• Task to carry out: Look for the word "CoinGeckoSimplePrice" in the entries and copy every line where it shows up.
━━━━━━━━
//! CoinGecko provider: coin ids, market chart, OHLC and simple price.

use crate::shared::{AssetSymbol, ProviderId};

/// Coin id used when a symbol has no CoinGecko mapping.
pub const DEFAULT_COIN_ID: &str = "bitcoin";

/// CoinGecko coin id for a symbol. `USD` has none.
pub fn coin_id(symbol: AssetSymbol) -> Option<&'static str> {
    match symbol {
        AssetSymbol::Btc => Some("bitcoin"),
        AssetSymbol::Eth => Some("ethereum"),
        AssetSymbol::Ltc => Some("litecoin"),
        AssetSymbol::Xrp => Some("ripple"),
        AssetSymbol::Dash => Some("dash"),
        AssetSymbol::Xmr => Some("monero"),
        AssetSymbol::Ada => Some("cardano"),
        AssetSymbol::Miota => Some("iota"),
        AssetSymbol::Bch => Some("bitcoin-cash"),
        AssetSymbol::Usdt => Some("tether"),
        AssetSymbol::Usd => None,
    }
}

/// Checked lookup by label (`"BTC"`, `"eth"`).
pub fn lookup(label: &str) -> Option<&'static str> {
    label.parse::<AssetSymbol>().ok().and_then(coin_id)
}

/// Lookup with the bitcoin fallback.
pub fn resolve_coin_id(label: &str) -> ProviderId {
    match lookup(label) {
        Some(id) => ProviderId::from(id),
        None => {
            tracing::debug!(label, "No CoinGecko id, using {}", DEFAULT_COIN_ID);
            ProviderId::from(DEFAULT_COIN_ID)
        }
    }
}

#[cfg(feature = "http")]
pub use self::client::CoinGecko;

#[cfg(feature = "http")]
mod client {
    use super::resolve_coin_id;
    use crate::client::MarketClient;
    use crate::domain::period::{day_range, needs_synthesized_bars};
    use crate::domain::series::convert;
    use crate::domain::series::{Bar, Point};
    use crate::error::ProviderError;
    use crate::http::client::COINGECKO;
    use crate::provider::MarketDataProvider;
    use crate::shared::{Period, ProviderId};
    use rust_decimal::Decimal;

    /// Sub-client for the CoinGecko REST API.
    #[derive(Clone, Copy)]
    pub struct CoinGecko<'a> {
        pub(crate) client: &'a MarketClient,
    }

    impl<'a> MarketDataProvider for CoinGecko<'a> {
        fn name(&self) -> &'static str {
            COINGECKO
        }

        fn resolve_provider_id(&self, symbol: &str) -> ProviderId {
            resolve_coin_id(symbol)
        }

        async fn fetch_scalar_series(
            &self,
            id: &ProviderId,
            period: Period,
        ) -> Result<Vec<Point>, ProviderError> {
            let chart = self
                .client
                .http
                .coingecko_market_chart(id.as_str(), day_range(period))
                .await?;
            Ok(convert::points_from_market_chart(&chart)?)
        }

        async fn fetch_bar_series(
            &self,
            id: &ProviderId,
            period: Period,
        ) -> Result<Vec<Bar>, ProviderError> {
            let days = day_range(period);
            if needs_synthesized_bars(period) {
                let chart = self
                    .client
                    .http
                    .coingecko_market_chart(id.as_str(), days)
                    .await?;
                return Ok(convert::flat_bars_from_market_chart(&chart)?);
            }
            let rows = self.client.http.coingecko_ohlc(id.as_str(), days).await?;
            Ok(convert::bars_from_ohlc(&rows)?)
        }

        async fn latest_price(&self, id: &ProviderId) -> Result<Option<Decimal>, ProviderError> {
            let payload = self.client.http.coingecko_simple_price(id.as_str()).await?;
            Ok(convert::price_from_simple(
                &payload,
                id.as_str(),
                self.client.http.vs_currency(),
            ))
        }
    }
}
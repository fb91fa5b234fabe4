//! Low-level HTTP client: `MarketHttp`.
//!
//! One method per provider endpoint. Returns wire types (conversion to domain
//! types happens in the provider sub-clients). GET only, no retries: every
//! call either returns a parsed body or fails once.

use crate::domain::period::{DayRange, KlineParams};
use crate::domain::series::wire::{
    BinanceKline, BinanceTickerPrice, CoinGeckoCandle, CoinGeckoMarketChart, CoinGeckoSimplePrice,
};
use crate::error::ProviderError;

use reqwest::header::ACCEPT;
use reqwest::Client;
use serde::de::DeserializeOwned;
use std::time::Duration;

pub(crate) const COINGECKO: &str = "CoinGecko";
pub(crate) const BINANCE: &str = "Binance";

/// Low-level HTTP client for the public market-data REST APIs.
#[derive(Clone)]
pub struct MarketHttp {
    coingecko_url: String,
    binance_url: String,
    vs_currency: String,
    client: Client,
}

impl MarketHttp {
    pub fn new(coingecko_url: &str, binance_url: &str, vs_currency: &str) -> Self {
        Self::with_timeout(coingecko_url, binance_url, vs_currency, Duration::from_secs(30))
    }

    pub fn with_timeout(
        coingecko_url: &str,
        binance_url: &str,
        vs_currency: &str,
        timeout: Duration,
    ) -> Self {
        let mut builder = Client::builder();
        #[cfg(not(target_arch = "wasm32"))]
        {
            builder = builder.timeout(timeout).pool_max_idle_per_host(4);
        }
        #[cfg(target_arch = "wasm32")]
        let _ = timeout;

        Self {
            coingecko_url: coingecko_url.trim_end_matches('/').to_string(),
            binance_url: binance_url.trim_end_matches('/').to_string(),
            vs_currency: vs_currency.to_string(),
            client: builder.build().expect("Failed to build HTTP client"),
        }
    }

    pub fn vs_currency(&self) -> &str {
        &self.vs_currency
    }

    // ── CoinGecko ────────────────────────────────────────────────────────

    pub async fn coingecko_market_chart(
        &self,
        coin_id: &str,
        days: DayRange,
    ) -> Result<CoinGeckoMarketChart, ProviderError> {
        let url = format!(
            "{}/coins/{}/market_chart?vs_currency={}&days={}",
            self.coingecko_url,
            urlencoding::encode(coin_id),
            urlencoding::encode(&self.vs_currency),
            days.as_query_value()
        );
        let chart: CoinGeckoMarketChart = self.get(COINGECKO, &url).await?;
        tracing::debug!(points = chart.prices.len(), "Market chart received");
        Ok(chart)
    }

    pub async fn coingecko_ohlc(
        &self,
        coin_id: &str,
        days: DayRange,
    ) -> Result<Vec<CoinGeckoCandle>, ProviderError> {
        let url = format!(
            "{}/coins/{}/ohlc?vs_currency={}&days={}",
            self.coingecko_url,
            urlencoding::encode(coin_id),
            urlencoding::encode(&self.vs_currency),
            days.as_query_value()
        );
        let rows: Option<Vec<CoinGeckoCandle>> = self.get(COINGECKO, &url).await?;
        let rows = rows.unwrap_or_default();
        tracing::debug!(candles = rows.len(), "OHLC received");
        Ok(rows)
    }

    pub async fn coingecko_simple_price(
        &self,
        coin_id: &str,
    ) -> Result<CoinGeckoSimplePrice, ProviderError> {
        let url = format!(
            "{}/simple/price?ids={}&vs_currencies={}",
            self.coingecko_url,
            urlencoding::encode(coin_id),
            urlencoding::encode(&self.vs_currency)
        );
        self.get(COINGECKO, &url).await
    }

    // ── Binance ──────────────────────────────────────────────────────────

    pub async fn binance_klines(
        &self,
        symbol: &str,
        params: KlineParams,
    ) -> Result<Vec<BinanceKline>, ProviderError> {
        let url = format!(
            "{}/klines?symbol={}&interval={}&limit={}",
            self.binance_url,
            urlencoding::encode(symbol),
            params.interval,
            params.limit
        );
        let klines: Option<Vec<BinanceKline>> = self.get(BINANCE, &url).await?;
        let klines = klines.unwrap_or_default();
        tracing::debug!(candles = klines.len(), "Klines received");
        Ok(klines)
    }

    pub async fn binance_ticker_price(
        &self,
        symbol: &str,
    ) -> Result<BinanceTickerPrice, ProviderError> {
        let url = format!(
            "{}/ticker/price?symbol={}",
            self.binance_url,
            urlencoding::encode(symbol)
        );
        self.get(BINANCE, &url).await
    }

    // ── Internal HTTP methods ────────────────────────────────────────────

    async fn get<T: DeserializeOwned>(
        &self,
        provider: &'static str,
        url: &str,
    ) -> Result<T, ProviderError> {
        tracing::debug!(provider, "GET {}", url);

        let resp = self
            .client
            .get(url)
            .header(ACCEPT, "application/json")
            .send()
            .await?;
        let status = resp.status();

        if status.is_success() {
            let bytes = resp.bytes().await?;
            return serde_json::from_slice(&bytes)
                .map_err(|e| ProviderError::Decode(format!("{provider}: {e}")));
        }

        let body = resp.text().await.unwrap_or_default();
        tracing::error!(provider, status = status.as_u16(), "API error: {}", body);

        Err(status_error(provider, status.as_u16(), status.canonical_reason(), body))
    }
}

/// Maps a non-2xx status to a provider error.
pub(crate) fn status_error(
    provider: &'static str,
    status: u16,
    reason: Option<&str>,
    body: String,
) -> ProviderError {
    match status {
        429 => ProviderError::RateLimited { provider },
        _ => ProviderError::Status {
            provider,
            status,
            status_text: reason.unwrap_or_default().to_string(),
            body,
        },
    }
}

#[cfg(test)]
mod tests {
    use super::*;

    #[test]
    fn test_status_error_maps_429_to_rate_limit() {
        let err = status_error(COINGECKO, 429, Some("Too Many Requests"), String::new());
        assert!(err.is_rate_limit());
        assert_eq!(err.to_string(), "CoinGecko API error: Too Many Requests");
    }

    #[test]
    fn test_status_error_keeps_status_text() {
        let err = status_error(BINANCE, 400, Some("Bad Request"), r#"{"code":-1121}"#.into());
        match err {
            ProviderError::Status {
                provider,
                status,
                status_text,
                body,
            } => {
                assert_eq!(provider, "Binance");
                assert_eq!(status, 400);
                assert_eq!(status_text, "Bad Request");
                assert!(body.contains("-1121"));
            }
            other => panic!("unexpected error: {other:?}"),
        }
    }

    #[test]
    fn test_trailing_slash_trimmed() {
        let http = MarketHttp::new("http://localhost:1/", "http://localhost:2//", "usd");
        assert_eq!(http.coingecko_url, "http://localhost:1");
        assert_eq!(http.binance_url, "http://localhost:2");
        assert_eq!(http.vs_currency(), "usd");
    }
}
━━━━━━━━
• Output for this task:
    BinanceKline, BinanceTickerPrice, CoinGeckoCandle, CoinGeckoMarketChart, CoinGeckoSimplePrice,
    ) -> Result<CoinGeckoSimplePrice, ProviderError> {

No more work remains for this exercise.